◆ Exercise prompt ◆
It is required that all of the data be written out exactly.

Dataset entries
......
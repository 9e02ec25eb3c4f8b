use axum::Json;
use axum::extract::{Path, State};
use axum::http::Uri;
use axum::response::{IntoResponse, Response};
use http::StatusCode;
use mentorship_sdk::{MentorshipRequest, RequestWithCounterpart};
use uuid::Uuid;

use super::ApiResult;
use crate::api::rest::dto::{CreateRequestBody, DecideRequestBody};
use crate::api::rest::error::domain_error_to_problem;
use crate::api::rest::routes::AppState;
use crate::contract::AuthContext;

pub(in crate::api::rest) async fn create_request(
    State(state): State<AppState>,
    uri: Uri,
    ctx: AuthContext,
    Json(body): Json<CreateRequestBody>,
) -> ApiResult<Response> {
    let request = state
        .service
        .create_request(&ctx, body.mentor_id)
        .await
        .map_err(|e| domain_error_to_problem(&e, uri.path()))?;
    Ok((StatusCode::CREATED, Json(request)).into_response())
}

pub(in crate::api::rest) async fn decide(
    State(state): State<AppState>,
    uri: Uri,
    ctx: AuthContext,
    Path(id): Path<Uuid>,
    Json(body): Json<DecideRequestBody>,
) -> ApiResult<Json<MentorshipRequest>> {
    let request = state
        .service
        .decide(&ctx, id, body.status)
        .await
        .map_err(|e| domain_error_to_problem(&e, uri.path()))?;
    Ok(Json(request))
}

pub(in crate::api::rest) async fn cancel(
    State(state): State<AppState>,
    uri: Uri,
    ctx: AuthContext,
    Path(id): Path<Uuid>,
) -> ApiResult<Response> {
    state
        .service
        .cancel(&ctx, id)
        .await
        .map_err(|e| domain_error_to_problem(&e, uri.path()))?;
    Ok(StatusCode::NO_CONTENT.into_response())
}

pub(in crate::api::rest) async fn list_sent(
    State(state): State<AppState>,
    uri: Uri,
    ctx: AuthContext,
) -> ApiResult<Json<Vec<RequestWithCounterpart>>> {
    let requests = state
        .service
        .list_sent(&ctx)
        .await
        .map_err(|e| domain_error_to_problem(&e, uri.path()))?;
    Ok(Json(requests))
}

pub(in crate::api::rest) async fn list_received(
    State(state): State<AppState>,
    uri: Uri,
    ctx: AuthContext,
) -> ApiResult<Json<Vec<RequestWithCounterpart>>> {
    let requests = state
        .service
        .list_received(&ctx)
        .await
        .map_err(|e| domain_error_to_problem(&e, uri.path()))?;
    Ok(Json(requests))
}

pub(in crate::api::rest) async fn list_accepted(
    State(state): State<AppState>,
    uri: Uri,
    ctx: AuthContext,
) -> ApiResult<Json<Vec<RequestWithCounterpart>>> {
    let requests = state
        .service
        .list_accepted(&ctx)
        .await
        .map_err(|e| domain_error_to_problem(&e, uri.path()))?;
    Ok(Json(requests))
}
......
◆ Task solution ◆
repository 9e02ec25eb3c4f8b
use axum::Json;
use axum::extract::{Path, State};
use axum::http::Uri;
use axum::response::{IntoResponse, Response};
use http::StatusCode;
use mentorship_sdk::{MentorshipRequest, RequestWithCounterpart};
use uuid::Uuid;

use super::ApiResult;
use crate::api::rest::dto::{CreateRequestBody, DecideRequestBody};
use crate::api::rest::error::domain_error_to_problem;
use crate::api::rest::routes::AppState;
use crate::contract::AuthContext;

pub(in crate::api::rest) async fn create_request(
    State(state): State<AppState>,
    uri: Uri,
    ctx: AuthContext,
    Json(body): Json<CreateRequestBody>,
) -> ApiResult<Response> {
    let request = state
        .service
        .create_request(&ctx, body.mentor_id)
        .await
        .map_err(|e| domain_error_to_problem(&e, uri.path()))?;
    Ok((StatusCode::CREATED, Json(request)).into_response())
}

pub(in crate::api::rest) async fn decide(
    State(state): State<AppState>,
    uri: Uri,
    ctx: AuthContext,
    Path(id): Path<Uuid>,
    Json(body): Json<DecideRequestBody>,
) -> ApiResult<Json<MentorshipRequest>> {
    let request = state
        .service
        .decide(&ctx, id, body.status)
        .await
        .map_err(|e| domain_error_to_problem(&e, uri.path()))?;
    Ok(Json(request))
}

pub(in crate::api::rest) async fn cancel(
    State(state): State<AppState>,
    uri: Uri,
    ctx: AuthContext,
    Path(id): Path<Uuid>,
) -> ApiResult<Response> {
    state
        .service
        .cancel(&ctx, id)
        .await
        .map_err(|e| domain_error_to_problem(&e, uri.path()))?;
    Ok(StatusCode::NO_CONTENT.into_response())
}

pub(in crate::api::rest) async fn list_sent(
    State(state): State<AppState>,
    uri: Uri,
    ctx: AuthContext,
) -> ApiResult<Json<Vec<RequestWithCounterpart>>> {
    let requests = state
        .service
        .list_sent(&ctx)
        .await
        .map_err(|e| domain_error_to_problem(&e, uri.path()))?;
    Ok(Json(requests))
}

pub(in crate::api::rest) async fn list_received(
    State(state): State<AppState>,
    uri: Uri,
    ctx: AuthContext,
) -> ApiResult<Json<Vec<RequestWithCounterpart>>> {
    let requests = state
        .service
        .list_received(&ctx)
        .await
        .map_err(|e| domain_error_to_problem(&e, uri.path()))?;
    Ok(Json(requests))
}

pub(in crate::api::rest) async fn list_accepted(
    State(state): State<AppState>,
    uri: Uri,
    ctx: AuthContext,
) -> ApiResult<Json<Vec<RequestWithCounterpart>>> {
    let requests = state
        .service
        .list_accepted(&ctx)
        .await
        .map_err(|e| domain_error_to_problem(&e, uri.path()))?;
    Ok(Json(requests))
}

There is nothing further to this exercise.